Melting Point
Melting Point is an award-winning queer, experimental, feminist erotic short that captures the heat between two lovers, literally. Shot with a thermal camera, the film records the scene using temperature instead of light, revealing new ways of seeing pleasure, play, and desire.
Mindy Stricke ~ Canada
Categories: EXPLICIT
DIRECTOR STATEMENT:
Inspired by my own erotic awakening as I entered into a polyamorous relationship and realized that I’m queer, I’ve been making work exploring how women can connect with our erotic selves through a series of projects called Erospace.

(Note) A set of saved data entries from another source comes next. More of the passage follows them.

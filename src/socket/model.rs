//! Socket document schema.
//!
//! The document is a fixed, typed shape. Generic dot-path writes go through
//! its JSON form and are decoded back, so a write that does not fit the
//! shape is rejected instead of corrupting the file. Keys outside the
//! schema are carried in the `extra` map of the object they appear in.

use serde::{Deserialize, Serialize};
use serde_json::{Map, Number, Value};

use super::status::SocketStatus;

/// The full persisted document of a socket.
#[derive(Debug, Clone, PartialEq, Serialize, Deserialize)]
pub struct SocketData {
    #[serde(deserialize_with = "lenient::string")]
    pub id: String,
    /// Owner of the job, if the host tracks one.
    #[serde(default, deserialize_with = "lenient::opt_string")]
    pub user: Option<String>,
    /// `None` only when a caller explicitly wrote `null`.
    #[serde(default = "undefined_status")]
    pub status: Option<SocketStatus>,
    #[serde(default, deserialize_with = "lenient::opt_string")]
    pub created: Option<String>,
    #[serde(default, deserialize_with = "lenient::opt_string")]
    pub started: Option<String>,
    #[serde(default, deserialize_with = "lenient::opt_string")]
    pub finished: Option<String>,
    /// Whether a user has looked at the outcome.
    #[serde(default)]
    pub seen: bool,
    #[serde(default, deserialize_with = "lenient::opt_string")]
    pub title: Option<String>,
    #[serde(default, deserialize_with = "lenient::opt_string")]
    pub message: Option<String>,
    #[serde(default)]
    pub progress: Progress,
    #[serde(default)]
    pub result: JobResult,
    #[serde(default)]
    pub confirmation: Confirmation,
    #[serde(flatten)]
    pub extra: Map<String, Value>,
}

fn undefined_status() -> Option<SocketStatus> {
    Some(SocketStatus::Undefined)
}

/// Progress bar state. `-1` means unknown maximum / not started.
#[derive(Debug, Clone, PartialEq, Eq, Serialize, Deserialize)]
#[serde(default)]
pub struct Progress {
    pub enabled: bool,
    pub maximum: i64,
    pub position: i64,
    #[serde(flatten)]
    pub extra: Map<String, Value>,
}

impl Default for Progress {
    fn default() -> Self {
        Self {
            enabled: false,
            maximum: -1,
            position: -1,
            extra: Map::new(),
        }
    }
}

/// Outcome of the job.
#[derive(Debug, Clone, PartialEq, Serialize, Deserialize)]
#[serde(default)]
pub struct JobResult {
    pub error: bool,
    #[serde(deserialize_with = "lenient::opt_string")]
    pub message: Option<String>,
    #[serde(deserialize_with = "lenient::strings")]
    pub files: Vec<String>,
    pub data: Value,
    #[serde(flatten)]
    pub extra: Map<String, Value>,
}

impl Default for JobResult {
    fn default() -> Self {
        Self {
            error: false,
            message: None,
            files: Vec::new(),
            data: Value::Object(Map::new()),
            extra: Map::new(),
        }
    }
}

/// Interactive yes/no/choice gate used while the socket is waiting.
#[derive(Debug, Clone, Default, PartialEq, Serialize, Deserialize)]
#[serde(default)]
pub struct Confirmation {
    pub enabled: bool,
    #[serde(deserialize_with = "lenient::opt_string")]
    pub message: Option<String>,
    pub options: Vec<Value>,
    pub answer: Option<Value>,
    #[serde(flatten)]
    pub extra: Map<String, Value>,
}

impl SocketData {
    /// Fresh document with every field at its default.
    pub fn new(id: impl Into<String>, created: impl Into<String>) -> Self {
        Self {
            id: id.into(),
            user: None,
            status: Some(SocketStatus::Undefined),
            created: Some(created.into()),
            started: None,
            finished: None,
            seen: false,
            title: None,
            message: None,
            progress: Progress::default(),
            result: JobResult::default(),
            confirmation: Confirmation::default(),
            extra: Map::new(),
        }
    }

    /// JSON form of the document, as addressed by dot paths.
    pub fn to_document(&self) -> Value {
        serde_json::to_value(self).unwrap_or_default()
    }

    /// Decode a JSON document back into the typed shape.
    pub fn from_document(doc: Value) -> Result<Self, serde_json::Error> {
        serde_json::from_value(doc)
    }

    /// On-disk encoding: 4-space pretty JSON, canonical numeric strings
    /// written as numbers.
    pub fn to_pretty_json(&self) -> Result<Vec<u8>, serde_json::Error> {
        let doc = numeric_check(self.to_document());
        let mut out = Vec::new();
        let formatter = serde_json::ser::PrettyFormatter::with_indent(b"    ");
        let mut ser = serde_json::Serializer::with_formatter(&mut out, formatter);
        doc.serialize(&mut ser)?;
        Ok(out)
    }
}

/// Replace every string that is the canonical spelling of a number with
/// that number. Object keys are left alone.
pub fn numeric_check(value: Value) -> Value {
    match value {
        Value::String(s) => match canonical_number(&s) {
            Some(n) => Value::Number(n),
            None => Value::String(s),
        },
        Value::Array(items) => Value::Array(items.into_iter().map(numeric_check).collect()),
        Value::Object(map) => Value::Object(
            map.into_iter()
                .map(|(k, v)| (k, numeric_check(v)))
                .collect(),
        ),
        other => other,
    }
}

/// `Some` only when formatting the number back yields `s` exactly, so
/// `"007"` or `"1e3"` stay strings and reloads are lossless.
fn canonical_number(s: &str) -> Option<Number> {
    if let Ok(n) = s.parse::<i64>() {
        return (n.to_string() == s).then(|| Number::from(n));
    }
    let f: f64 = s.parse().ok()?;
    let n = Number::from_f64(f)?;
    (n.to_string() == s).then_some(n)
}

/// Deserializers that accept the numbers `numeric_check` produced in
/// places the schema expects strings.
mod lenient {
    use serde::{Deserialize, Deserializer};
    use serde_json::Number;

    #[derive(Deserialize)]
    #[serde(untagged)]
    enum Loose {
        Text(String),
        Number(Number),
    }

    impl From<Loose> for String {
        fn from(loose: Loose) -> Self {
            match loose {
                Loose::Text(s) => s,
                Loose::Number(n) => n.to_string(),
            }
        }
    }

    pub fn string<'de, D: Deserializer<'de>>(d: D) -> Result<String, D::Error> {
        Loose::deserialize(d).map(String::from)
    }

    pub fn opt_string<'de, D: Deserializer<'de>>(d: D) -> Result<Option<String>, D::Error> {
        Option::<Loose>::deserialize(d).map(|v| v.map(String::from))
    }

    pub fn strings<'de, D: Deserializer<'de>>(d: D) -> Result<Vec<String>, D::Error> {
        Vec::<Loose>::deserialize(d).map(|v| v.into_iter().map(String::from).collect())
    }
}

Melting Point shows the dance of the erotic through the female gaze and an unusual lens. Two female lovers come together in sensual and sexual play—only the scene is filmed with a thermal camera, which records temperature instead of light. Purple and black represent cold, while orange, red, and white show heat. The warmth of a hot shower, the extreme cold of ice cubes sliding across skin, and the literal heat of two bodies coming together are transformed into unexpected explosions of color. The resulting experiment allows us to see women’s sexual pleasure differently, and the joy that is possible when we are honest about who we are and what we want.
DIRECTOR BIO:
Mindy Stricke is an interdisciplinary artist and researcher mapping vulnerability, authenticity, and belonging. Through a multi-layered, participatory research process, and using a range of forms including photography, audio, video, and interactive installations, she abstracts and transforms everyday objects, texts, and stories to reveal new perspectives of the landscapes of our lives.

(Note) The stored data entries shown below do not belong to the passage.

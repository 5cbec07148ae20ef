//! Null-tolerant socket operations.
//!
//! Orchestration code often holds an `Option<Socket>` (tracking may be
//! disabled for a run). These functions do nothing for `None` and always
//! persist for `Some`, so call sites need no branching.
//!
//! ```no_run
//! # use job_socket::socket::{safe, SocketStore};
//! # fn run(store: &SocketStore, tracked: bool) -> Result<(), job_socket::error::SocketError> {
//! let mut socket = tracked.then(|| store.create(Some("import"), None));
//! safe::socket_start(socket.as_mut(), Some("Import"), Some("Reading rows"))?;
//! safe::socket_progress(socket.as_mut(), true, 100, 0)?;
//! safe::socket_progress_increase(socket.as_mut(), 10)?;
//! safe::socket_successful(socket.as_mut(), None, None, None)?;
//! # Ok(())
//! # }
//! ```

use serde_json::Value;

use super::record::Socket;
use super::status::SocketStatus;
use crate::error::SocketError;

/// Re-read the socket from disk.
pub fn socket_refresh(socket: Option<&mut Socket>) -> Result<(), SocketError> {
    if let Some(socket) = socket {
        socket.refresh()?;
    }
    Ok(())
}

/// Set and save the status.
pub fn socket_status(socket: Option<&mut Socket>, status: SocketStatus) -> Result<(), SocketError> {
    if let Some(socket) = socket {
        socket.set_status(status, true)?;
    }
    Ok(())
}

/// `false` when there is no socket.
pub fn socket_is_inactive(socket: Option<&Socket>) -> bool {
    socket.is_some_and(Socket::is_inactive)
}

/// `false` when there is no socket.
pub fn socket_is_active(socket: Option<&Socket>) -> bool {
    socket.is_some_and(Socket::is_active)
}

/// Start with an optional title and message, saved.
pub fn socket_start(
    socket: Option<&mut Socket>,
    title: Option<&str>,
    message: Option<&str>,
) -> Result<(), SocketError> {
    if let Some(socket) = socket {
        socket.start(title, message, true)?;
    }
    Ok(())
}

/// Returns whether the transition happened.
pub fn socket_successful(
    socket: Option<&mut Socket>,
    message: Option<&str>,
    data: Option<Value>,
    files: Option<Vec<String>>,
) -> Result<bool, SocketError> {
    match socket {
        Some(socket) => socket.successful(message, data, files),
        None => Ok(false),
    }
}

pub fn socket_is_successful(socket: Option<&Socket>) -> bool {
    socket.is_some_and(Socket::is_successful)
}

/// Returns whether the transition happened.
pub fn socket_error(
    socket: Option<&mut Socket>,
    message: &str,
    data: Option<Value>,
) -> Result<bool, SocketError> {
    match socket {
        Some(socket) => socket.error(Some(message), data),
        None => Ok(false),
    }
}

pub fn socket_has_error(socket: Option<&Socket>) -> bool {
    socket.is_some_and(Socket::has_error)
}

/// Returns whether the transition happened.
pub fn socket_cancel(
    socket: Option<&mut Socket>,
    message: Option<&str>,
    data: Option<Value>,
) -> Result<bool, SocketError> {
    match socket {
        Some(socket) => socket.cancel(message, data),
        None => Ok(false),
    }
}

pub fn socket_is_canceled(socket: Option<&Socket>) -> bool {
    socket.is_some_and(Socket::is_canceled)
}

/// Returns whether the transition happened.
pub fn socket_delete(
    socket: Option<&mut Socket>,
    message: Option<&str>,
    data: Option<Value>,
) -> Result<bool, SocketError> {
    match socket {
        Some(socket) => socket.delete(message, data),
        None => Ok(false),
    }
}

pub fn socket_is_deleted(socket: Option<&Socket>) -> bool {
    socket.is_some_and(Socket::is_deleted)
}

/// Ask for confirmation and move to waiting, saved.
pub fn socket_confirmation(socket: Option<&mut Socket>, message: &str) -> Result<(), SocketError> {
    if let Some(socket) = socket {
        socket.confirmation(message)?;
    }
    Ok(())
}

pub fn socket_title(socket: Option<&mut Socket>, title: &str) -> Result<(), SocketError> {
    if let Some(socket) = socket {
        socket.set("title", title, true)?;
    }
    Ok(())
}

pub fn socket_message(socket: Option<&mut Socket>, message: &str) -> Result<(), SocketError> {
    if let Some(socket) = socket {
        socket.set("message", message, true)?;
    }
    Ok(())
}

/// Configure the progress bar, saved. Callers without a known maximum pass
/// `-1`; a fresh bar starts at `0`.
pub fn socket_progress(
    socket: Option<&mut Socket>,
    enabled: bool,
    maximum: i64,
    position: i64,
) -> Result<(), SocketError> {
    if let Some(socket) = socket {
        socket.progress(enabled, maximum, position)?;
    }
    Ok(())
}

pub fn socket_progress_increase(socket: Option<&mut Socket>, step: i64) -> Result<(), SocketError> {
    if let Some(socket) = socket {
        socket.progress_increase(step)?;
    }
    Ok(())
}

pub fn socket_progress_position(
    socket: Option<&mut Socket>,
    position: i64,
) -> Result<(), SocketError> {
    if let Some(socket) = socket {
        socket.progress_position(position)?;
    }
    Ok(())
}

#[cfg(test)]
mod tests {
    use super::*;
    use crate::config::SocketConfig;
    use crate::socket::SocketStore;
    use serde_json::json;
    use tempfile::TempDir;

    fn test_store() -> (SocketStore, TempDir) {
        let dir = TempDir::new().unwrap();
        let store = SocketStore::new(SocketConfig::with_data_root(dir.path()));
        (store, dir)
    }

    #[test]
    fn absent_socket_is_a_noop() {
        assert!(socket_refresh(None).is_ok());
        assert!(socket_status(None, SocketStatus::New).is_ok());
        assert!(socket_start(None, Some("t"), Some("m")).is_ok());
        assert!(!socket_successful(None, None, None, None).unwrap());
        assert!(!socket_error(None, "boom", None).unwrap());
        assert!(!socket_cancel(None, None, None).unwrap());
        assert!(!socket_delete(None, None, None).unwrap());
        assert!(socket_confirmation(None, "sure?").is_ok());
        assert!(socket_title(None, "t").is_ok());
        assert!(socket_message(None, "m").is_ok());
        assert!(socket_progress(None, true, 10, 0).is_ok());
        assert!(socket_progress_increase(None, 1).is_ok());
        assert!(socket_progress_position(None, 5).is_ok());
    }

    #[test]
    fn absent_socket_predicates_are_false() {
        assert!(!socket_is_active(None));
        assert!(!socket_is_inactive(None));
        assert!(!socket_is_successful(None));
        assert!(!socket_has_error(None));
        assert!(!socket_is_canceled(None));
        assert!(!socket_is_deleted(None));
    }

    #[test]
    fn present_socket_mutations_persist() {
        let (store, _dir) = test_store();
        let mut socket = Some(store.create(None, Some("safe")));

        socket_status(socket.as_mut(), SocketStatus::New).unwrap();
        assert_eq!(store.load_content("safe").unwrap().unwrap()["status"], json!("new"));

        socket_start(socket.as_mut(), Some("new title"), Some("new message")).unwrap();
        let persisted = store.load_content("safe").unwrap().unwrap();
        assert_eq!(persisted["title"], json!("new title"));
        assert_eq!(persisted["message"], json!("new message"));
        assert!(!persisted["started"].is_null());

        socket_title(socket.as_mut(), "renamed").unwrap();
        socket_message(socket.as_mut(), "halfway").unwrap();
        socket_progress(socket.as_mut(), true, 10, 0).unwrap();
        socket_progress_increase(socket.as_mut(), 4).unwrap();
        let persisted = store.load_content("safe").unwrap().unwrap();
        assert_eq!(persisted["title"], json!("renamed"));
        assert_eq!(persisted["message"], json!("halfway"));
        assert_eq!(persisted["progress"]["position"], json!(4));

        socket_progress_position(socket.as_mut(), 8).unwrap();
        socket_confirmation(socket.as_mut(), "Continue?").unwrap();
        let persisted = store.load_content("safe").unwrap().unwrap();
        assert_eq!(persisted["progress"]["position"], json!(8));
        assert_eq!(persisted["status"], json!("waiting"));

        assert!(socket_is_active(socket.as_ref()));
        assert!(socket_error(socket.as_mut(), "boom", Some(json!({"line": 3}))).unwrap());
        assert!(socket_has_error(socket.as_ref()));
        assert!(socket_is_inactive(socket.as_ref()));
        assert!(!socket_cancel(socket.as_mut(), None, None).unwrap());
        assert!(!socket_is_canceled(socket.as_ref()));

        assert!(socket_delete(socket.as_mut(), None, None).unwrap());
        assert!(socket_is_deleted(socket.as_ref()));
        assert!(!socket_has_error(socket.as_ref()));
    }

    #[test]
    fn refresh_through_safe_wrapper() {
        let (store, _dir) = test_store();
        let mut writer = store.make(&serde_json::json!({"id": "polled"})).unwrap();
        let mut reader = store.create_from_id("polled").ok().flatten();

        socket_successful(Some(&mut writer), Some("done"), None, None).unwrap();
        assert!(socket_is_successful(reader.as_ref()));
        socket_refresh(reader.as_mut()).unwrap();
        assert_eq!(
            reader.unwrap().data().result.message.as_deref(),
            Some("done")
        );
    }
}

Mindy’s work has been awarded grants and fellowships from the Folger Shakespeare Library, the Toronto Arts Council, the Ontario Arts Council, and the Canada Council for the Arts, and has been exhibited throughout North America, and featured in CBC Arts, The New York Times, Time, Newsweek, Japan’s Voce Magazine, Toronto Star, Modern Loss, What’s Your Grief, and the Smithsonian Institute of Photography book and exhibit, “Click! Photography Changes Everything.” A transplanted New Yorker now living in Montréal, she is an affiliated researcher at the Centre for Oral History and Digital Storytelling at Concordia University.